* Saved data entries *
::::::::::
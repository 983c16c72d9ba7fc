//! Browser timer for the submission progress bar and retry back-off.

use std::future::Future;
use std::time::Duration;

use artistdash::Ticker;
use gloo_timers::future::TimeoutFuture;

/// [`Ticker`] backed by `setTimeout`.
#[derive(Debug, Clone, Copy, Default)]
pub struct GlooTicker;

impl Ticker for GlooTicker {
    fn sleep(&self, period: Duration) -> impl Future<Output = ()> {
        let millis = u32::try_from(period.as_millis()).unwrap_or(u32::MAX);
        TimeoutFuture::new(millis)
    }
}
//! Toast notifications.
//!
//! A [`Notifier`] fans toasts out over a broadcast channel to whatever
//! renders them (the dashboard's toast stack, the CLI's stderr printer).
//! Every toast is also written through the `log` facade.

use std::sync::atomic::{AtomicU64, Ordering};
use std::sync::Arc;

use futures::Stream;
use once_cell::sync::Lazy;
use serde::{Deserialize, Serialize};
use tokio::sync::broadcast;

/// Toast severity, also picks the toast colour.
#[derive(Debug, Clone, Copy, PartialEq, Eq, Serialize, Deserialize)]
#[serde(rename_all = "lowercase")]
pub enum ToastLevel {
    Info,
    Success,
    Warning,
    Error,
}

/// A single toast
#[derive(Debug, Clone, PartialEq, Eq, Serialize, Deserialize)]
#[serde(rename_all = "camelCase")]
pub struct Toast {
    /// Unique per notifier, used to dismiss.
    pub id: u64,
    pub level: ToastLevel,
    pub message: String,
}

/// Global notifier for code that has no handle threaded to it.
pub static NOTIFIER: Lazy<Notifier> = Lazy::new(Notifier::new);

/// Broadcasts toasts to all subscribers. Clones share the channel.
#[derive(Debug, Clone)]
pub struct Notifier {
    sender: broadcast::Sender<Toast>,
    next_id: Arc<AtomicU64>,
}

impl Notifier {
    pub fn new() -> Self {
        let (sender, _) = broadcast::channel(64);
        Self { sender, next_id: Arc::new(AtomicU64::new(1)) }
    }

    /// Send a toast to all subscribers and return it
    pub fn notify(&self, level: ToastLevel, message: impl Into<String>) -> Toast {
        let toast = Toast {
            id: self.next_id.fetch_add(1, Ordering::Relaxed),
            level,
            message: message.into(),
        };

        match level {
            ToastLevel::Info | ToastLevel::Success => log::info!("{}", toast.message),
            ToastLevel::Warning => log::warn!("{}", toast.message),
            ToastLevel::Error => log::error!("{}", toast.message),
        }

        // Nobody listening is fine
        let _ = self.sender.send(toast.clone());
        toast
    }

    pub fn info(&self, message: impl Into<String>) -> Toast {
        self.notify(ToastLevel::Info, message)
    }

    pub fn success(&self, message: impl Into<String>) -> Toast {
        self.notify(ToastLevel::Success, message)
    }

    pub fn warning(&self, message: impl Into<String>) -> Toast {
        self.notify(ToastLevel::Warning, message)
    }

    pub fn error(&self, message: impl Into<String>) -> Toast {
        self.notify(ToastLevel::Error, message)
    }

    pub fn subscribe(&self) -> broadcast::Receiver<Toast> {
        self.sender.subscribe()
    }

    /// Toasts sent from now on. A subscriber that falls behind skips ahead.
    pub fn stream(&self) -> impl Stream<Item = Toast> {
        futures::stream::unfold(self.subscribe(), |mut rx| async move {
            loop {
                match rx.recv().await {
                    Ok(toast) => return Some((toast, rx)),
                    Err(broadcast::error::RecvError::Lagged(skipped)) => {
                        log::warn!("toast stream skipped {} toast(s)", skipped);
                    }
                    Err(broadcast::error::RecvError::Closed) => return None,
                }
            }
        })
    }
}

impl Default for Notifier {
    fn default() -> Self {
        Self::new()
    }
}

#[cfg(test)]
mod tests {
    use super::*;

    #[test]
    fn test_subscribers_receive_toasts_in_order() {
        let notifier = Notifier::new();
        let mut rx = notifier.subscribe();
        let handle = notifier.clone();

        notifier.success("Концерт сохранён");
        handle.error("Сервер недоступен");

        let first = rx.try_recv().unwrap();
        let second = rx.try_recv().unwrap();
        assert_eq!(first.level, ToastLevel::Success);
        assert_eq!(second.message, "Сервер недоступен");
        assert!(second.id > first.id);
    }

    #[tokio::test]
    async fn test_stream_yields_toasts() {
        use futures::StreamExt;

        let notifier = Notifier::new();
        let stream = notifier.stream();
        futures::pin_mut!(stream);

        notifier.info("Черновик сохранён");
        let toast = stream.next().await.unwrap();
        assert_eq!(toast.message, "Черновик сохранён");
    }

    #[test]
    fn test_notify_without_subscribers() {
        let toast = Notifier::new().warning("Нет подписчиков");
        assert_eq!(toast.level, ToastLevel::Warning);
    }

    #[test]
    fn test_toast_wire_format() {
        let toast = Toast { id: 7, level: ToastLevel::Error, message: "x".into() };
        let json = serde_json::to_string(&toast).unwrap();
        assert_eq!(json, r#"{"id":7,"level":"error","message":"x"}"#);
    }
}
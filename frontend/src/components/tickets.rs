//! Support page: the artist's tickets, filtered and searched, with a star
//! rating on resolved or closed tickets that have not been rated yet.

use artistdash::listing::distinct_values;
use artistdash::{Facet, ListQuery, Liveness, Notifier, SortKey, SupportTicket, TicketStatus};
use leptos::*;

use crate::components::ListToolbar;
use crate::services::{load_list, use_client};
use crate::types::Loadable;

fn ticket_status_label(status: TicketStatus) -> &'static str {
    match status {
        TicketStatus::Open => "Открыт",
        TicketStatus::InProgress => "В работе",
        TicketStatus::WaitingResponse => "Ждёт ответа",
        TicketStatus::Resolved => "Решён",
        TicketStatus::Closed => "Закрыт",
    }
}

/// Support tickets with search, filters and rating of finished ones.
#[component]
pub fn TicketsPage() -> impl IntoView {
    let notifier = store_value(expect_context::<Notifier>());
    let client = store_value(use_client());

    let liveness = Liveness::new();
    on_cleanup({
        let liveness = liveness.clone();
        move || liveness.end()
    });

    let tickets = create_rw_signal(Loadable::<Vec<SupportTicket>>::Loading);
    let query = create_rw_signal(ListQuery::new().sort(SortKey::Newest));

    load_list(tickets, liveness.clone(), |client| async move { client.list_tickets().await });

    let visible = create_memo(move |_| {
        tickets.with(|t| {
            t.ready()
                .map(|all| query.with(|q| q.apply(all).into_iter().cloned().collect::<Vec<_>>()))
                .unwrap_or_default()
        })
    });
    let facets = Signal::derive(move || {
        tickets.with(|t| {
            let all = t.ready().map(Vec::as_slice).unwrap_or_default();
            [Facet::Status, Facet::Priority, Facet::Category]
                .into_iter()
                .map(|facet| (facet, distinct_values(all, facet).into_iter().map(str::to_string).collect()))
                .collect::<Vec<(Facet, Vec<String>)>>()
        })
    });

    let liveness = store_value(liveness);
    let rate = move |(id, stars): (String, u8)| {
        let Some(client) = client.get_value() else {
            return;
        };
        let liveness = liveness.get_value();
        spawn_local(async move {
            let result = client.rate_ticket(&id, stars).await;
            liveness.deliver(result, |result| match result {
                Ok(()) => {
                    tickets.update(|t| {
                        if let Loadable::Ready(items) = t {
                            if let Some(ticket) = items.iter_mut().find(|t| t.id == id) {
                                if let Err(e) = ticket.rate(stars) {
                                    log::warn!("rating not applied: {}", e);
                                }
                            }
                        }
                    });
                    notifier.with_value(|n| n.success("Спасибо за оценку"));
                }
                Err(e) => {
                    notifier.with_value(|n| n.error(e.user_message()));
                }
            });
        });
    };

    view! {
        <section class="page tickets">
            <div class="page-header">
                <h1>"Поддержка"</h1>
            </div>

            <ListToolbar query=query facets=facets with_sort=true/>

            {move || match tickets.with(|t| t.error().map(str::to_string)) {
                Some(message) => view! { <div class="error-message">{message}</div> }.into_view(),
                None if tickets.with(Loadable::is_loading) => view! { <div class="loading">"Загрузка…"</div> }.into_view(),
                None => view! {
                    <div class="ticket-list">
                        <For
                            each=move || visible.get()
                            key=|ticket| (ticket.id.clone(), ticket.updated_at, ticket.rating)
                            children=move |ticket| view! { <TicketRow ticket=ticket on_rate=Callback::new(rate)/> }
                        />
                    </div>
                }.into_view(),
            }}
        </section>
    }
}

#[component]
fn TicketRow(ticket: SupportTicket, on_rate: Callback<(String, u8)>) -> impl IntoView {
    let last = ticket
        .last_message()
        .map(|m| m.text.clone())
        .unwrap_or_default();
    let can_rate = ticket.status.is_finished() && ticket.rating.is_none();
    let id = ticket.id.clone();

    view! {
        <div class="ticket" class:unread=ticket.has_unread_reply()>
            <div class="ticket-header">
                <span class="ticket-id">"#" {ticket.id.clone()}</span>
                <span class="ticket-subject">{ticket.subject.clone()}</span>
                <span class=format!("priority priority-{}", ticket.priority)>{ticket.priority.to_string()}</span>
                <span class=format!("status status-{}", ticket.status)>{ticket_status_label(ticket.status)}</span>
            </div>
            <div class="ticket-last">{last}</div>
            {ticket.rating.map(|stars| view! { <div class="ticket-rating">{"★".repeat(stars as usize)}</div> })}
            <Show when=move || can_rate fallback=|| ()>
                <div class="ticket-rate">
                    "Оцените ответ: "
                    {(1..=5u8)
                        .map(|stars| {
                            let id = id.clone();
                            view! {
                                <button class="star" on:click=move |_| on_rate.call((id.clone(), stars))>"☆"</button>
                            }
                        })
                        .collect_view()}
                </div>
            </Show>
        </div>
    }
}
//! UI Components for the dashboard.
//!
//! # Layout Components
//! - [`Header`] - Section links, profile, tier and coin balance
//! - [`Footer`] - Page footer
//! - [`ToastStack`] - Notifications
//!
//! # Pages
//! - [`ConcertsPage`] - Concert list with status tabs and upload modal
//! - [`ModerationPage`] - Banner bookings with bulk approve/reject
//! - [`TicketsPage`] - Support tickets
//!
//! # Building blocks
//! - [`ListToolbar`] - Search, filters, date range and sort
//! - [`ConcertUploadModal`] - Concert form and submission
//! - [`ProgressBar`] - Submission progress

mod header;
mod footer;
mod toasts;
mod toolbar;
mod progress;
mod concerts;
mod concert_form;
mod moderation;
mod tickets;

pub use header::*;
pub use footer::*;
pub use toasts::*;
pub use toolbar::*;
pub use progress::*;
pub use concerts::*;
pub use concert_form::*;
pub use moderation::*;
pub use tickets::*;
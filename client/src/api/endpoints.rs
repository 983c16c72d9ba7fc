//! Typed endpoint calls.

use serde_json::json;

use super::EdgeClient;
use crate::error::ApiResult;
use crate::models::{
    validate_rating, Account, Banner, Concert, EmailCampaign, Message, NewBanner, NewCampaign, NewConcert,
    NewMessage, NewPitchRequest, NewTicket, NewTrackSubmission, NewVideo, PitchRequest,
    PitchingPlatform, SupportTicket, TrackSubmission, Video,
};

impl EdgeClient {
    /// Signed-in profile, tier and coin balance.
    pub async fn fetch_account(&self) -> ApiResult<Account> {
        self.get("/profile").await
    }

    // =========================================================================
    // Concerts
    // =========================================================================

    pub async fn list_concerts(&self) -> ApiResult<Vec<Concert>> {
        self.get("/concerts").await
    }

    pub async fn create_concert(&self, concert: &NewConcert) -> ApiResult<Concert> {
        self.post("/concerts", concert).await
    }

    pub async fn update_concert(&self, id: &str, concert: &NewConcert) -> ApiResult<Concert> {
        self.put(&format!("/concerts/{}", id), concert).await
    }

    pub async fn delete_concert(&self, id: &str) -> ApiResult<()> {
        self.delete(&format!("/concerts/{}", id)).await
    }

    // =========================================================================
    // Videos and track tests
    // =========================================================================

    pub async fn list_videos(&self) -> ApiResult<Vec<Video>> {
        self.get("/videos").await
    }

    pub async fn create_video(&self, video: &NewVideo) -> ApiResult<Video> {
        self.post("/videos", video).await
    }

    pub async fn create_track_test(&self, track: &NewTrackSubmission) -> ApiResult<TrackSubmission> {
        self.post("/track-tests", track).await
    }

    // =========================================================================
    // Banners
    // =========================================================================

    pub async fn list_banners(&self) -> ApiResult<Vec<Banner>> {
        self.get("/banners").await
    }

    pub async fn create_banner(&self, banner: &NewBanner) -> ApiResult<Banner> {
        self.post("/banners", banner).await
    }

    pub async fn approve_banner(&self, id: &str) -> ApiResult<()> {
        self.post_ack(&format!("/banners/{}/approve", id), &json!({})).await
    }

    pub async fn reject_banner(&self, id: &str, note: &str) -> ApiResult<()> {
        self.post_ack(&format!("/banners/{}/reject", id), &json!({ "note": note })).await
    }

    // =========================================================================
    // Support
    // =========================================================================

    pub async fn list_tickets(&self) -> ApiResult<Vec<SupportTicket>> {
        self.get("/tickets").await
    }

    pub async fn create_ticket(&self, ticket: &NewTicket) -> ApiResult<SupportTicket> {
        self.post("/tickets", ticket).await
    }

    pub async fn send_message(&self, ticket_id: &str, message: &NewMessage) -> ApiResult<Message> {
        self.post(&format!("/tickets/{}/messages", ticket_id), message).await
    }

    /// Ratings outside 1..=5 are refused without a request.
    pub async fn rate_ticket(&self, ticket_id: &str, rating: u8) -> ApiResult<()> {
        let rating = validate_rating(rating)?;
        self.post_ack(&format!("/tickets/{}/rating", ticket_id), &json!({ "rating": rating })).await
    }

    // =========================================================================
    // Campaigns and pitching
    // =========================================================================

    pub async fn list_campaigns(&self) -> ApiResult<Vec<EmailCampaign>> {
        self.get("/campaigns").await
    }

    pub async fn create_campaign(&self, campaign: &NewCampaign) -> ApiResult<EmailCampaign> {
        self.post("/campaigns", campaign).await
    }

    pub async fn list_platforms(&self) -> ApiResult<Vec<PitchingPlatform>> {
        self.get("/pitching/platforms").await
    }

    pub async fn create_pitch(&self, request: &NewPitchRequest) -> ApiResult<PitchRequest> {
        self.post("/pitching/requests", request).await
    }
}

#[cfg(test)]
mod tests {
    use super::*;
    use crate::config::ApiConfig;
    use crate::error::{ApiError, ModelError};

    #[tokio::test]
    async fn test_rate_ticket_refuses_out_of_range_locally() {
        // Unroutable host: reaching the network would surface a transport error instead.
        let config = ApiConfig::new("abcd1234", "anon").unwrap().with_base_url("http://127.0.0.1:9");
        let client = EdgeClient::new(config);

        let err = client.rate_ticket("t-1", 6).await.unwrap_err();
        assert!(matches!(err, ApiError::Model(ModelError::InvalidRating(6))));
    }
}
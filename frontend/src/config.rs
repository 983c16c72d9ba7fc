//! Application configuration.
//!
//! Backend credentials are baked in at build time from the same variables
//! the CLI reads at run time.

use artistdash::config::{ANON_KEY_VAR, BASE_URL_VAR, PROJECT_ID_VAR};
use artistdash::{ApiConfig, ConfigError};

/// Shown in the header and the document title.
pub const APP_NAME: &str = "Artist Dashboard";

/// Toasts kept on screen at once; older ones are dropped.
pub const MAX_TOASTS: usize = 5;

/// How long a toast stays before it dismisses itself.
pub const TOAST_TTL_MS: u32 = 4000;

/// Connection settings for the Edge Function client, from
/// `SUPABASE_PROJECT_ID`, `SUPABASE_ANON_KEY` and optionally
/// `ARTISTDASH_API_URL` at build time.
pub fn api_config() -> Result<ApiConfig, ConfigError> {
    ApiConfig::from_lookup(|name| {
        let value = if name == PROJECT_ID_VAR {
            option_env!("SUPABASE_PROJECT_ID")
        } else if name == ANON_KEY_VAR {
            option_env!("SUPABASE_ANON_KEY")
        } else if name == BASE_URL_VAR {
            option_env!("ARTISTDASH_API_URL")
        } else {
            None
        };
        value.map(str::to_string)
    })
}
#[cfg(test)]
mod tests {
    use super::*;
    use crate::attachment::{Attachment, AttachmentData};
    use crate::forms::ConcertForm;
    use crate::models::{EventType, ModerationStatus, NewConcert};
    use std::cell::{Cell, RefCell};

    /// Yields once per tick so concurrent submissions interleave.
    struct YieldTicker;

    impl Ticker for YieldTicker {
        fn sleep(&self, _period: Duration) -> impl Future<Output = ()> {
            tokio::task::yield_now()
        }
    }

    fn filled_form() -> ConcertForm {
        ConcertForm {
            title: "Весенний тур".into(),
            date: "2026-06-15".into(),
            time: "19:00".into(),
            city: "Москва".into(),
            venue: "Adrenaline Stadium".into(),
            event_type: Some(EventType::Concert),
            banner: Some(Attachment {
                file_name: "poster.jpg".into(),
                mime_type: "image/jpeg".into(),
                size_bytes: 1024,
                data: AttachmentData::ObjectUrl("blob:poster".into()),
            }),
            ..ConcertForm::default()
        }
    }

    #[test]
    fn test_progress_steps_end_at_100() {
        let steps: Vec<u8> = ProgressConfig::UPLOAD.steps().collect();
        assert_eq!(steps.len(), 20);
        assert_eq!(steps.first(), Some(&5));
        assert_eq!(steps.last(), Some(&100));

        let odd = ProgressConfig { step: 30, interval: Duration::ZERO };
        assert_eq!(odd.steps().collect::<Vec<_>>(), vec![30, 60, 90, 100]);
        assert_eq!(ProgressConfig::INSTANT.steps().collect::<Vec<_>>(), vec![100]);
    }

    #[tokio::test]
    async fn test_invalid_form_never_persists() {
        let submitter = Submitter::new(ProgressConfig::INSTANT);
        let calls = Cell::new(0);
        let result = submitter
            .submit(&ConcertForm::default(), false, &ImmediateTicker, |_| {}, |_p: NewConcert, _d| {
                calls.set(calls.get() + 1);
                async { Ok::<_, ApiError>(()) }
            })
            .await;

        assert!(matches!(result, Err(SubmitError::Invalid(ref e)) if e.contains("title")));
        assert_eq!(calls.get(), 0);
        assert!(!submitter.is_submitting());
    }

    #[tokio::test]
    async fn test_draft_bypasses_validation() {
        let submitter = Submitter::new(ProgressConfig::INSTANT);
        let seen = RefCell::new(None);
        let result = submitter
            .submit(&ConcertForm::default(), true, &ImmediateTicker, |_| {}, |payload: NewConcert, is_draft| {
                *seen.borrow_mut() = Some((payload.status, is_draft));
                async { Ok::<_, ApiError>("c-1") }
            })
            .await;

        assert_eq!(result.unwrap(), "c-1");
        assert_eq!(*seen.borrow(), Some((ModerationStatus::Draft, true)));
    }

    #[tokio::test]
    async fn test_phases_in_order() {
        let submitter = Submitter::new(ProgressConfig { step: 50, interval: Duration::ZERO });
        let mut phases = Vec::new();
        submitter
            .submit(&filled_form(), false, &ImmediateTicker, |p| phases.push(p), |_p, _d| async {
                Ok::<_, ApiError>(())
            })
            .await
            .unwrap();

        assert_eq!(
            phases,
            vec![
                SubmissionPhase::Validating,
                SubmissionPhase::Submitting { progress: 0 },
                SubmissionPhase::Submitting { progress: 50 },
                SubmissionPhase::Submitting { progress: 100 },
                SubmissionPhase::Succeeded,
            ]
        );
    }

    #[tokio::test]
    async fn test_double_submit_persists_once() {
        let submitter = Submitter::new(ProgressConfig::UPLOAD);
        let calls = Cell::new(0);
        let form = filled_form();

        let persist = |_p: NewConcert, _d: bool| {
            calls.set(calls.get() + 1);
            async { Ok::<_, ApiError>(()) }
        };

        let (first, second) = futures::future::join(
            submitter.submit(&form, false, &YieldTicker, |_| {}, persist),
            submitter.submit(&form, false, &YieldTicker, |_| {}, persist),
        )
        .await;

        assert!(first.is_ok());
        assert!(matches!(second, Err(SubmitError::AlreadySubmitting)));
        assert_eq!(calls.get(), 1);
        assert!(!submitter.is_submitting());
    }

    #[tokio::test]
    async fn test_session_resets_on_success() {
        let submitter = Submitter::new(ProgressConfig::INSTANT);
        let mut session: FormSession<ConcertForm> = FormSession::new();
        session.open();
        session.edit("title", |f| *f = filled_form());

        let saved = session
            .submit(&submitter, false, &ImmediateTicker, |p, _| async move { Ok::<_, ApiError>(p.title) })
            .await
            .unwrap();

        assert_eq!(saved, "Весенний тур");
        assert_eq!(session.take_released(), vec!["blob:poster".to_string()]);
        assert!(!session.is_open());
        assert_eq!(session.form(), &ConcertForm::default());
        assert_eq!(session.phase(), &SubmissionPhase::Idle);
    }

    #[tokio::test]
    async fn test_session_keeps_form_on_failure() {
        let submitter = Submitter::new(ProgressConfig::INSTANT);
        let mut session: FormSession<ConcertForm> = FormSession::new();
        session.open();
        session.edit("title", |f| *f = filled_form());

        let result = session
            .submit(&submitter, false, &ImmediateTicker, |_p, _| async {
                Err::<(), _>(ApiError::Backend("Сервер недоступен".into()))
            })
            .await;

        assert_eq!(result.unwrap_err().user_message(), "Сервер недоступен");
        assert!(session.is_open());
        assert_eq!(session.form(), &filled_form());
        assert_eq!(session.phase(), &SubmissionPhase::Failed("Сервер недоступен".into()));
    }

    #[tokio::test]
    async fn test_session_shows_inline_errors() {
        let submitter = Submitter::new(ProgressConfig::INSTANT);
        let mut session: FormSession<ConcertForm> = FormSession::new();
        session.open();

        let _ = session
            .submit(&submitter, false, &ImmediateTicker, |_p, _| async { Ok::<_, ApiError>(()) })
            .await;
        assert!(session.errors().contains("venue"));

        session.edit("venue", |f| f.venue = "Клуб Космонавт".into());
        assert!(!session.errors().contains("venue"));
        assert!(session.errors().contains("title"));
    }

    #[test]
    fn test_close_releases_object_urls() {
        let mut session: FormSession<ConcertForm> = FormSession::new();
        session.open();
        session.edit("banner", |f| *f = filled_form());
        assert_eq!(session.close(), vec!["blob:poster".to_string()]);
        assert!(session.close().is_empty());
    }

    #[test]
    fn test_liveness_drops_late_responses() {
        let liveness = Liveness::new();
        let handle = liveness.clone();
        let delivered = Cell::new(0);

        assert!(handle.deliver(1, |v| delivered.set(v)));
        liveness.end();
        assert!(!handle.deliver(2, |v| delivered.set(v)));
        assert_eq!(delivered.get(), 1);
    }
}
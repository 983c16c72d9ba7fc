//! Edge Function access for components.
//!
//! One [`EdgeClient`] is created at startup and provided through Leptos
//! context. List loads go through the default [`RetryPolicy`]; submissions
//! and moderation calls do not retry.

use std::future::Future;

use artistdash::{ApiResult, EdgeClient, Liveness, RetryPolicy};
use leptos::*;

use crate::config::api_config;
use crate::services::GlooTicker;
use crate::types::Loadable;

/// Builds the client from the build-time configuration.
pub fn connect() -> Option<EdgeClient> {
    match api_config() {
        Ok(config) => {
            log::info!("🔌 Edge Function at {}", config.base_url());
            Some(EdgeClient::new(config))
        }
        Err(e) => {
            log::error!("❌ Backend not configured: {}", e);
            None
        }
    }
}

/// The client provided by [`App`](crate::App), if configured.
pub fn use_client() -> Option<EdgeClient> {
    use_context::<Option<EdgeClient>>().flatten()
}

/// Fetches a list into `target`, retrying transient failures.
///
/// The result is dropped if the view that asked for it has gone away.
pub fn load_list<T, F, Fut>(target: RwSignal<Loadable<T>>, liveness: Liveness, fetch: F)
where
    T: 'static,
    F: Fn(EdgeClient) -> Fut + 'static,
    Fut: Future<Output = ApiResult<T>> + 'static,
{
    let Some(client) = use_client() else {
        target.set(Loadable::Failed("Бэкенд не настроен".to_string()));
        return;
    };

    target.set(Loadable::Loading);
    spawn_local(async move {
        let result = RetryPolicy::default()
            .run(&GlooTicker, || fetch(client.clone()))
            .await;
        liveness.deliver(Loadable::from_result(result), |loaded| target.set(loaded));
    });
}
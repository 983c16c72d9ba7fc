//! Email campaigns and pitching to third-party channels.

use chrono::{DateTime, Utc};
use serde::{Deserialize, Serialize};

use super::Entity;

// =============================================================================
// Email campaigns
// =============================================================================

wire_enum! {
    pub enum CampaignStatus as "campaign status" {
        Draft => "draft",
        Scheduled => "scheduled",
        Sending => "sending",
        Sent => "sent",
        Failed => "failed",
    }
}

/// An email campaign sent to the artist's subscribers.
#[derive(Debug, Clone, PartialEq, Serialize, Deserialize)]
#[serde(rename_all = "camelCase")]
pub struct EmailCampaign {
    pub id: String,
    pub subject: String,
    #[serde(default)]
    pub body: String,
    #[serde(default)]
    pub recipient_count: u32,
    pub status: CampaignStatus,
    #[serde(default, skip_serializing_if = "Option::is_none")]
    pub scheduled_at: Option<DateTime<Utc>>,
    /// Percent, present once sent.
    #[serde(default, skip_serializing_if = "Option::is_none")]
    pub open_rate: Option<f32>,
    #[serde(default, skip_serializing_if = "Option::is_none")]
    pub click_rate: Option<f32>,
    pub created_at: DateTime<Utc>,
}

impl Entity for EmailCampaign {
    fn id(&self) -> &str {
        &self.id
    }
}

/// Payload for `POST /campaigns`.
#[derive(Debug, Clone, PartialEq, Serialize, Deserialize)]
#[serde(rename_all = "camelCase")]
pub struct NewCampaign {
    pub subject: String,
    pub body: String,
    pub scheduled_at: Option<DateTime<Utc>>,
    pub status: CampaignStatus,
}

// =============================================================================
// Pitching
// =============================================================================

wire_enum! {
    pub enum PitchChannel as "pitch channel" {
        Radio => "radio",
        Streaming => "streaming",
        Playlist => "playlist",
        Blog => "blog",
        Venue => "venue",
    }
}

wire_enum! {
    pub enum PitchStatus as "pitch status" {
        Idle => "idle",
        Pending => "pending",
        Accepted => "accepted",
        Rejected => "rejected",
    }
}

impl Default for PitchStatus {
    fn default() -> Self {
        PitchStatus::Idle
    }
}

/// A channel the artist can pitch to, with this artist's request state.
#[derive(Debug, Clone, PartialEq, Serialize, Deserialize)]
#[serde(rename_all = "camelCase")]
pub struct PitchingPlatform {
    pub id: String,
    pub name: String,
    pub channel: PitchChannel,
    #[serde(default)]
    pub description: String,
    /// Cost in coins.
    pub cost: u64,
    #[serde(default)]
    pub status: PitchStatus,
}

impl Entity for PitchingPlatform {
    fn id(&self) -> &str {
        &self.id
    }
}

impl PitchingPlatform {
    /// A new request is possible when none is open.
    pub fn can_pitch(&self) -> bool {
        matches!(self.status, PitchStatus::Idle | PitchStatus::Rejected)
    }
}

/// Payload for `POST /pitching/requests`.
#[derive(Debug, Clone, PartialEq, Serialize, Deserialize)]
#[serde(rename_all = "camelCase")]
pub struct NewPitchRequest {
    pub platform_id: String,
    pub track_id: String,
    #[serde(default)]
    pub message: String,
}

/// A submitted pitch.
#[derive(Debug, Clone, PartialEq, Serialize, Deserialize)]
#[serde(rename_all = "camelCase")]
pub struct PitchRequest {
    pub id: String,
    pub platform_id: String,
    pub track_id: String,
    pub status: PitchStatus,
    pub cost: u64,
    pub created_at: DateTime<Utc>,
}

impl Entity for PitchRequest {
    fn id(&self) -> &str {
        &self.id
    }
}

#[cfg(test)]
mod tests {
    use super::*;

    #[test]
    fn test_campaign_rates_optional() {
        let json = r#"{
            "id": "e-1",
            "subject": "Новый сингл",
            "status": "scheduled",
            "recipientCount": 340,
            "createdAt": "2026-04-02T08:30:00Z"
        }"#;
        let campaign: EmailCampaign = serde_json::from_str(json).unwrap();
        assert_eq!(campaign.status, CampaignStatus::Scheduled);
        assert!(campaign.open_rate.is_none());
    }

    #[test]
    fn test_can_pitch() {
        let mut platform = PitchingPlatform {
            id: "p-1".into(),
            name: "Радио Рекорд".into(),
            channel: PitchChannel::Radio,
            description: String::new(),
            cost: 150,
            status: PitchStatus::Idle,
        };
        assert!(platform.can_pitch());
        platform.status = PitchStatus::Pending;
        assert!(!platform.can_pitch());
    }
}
::::::::::
* WORK TO COMPLETE *
When a line of the data holds the string "dropped", pick it out and copy it.

* REPLY *
/// Toasts kept on screen at once; older ones are dropped.
/// The result is dropped if the view that asked for it has gone away.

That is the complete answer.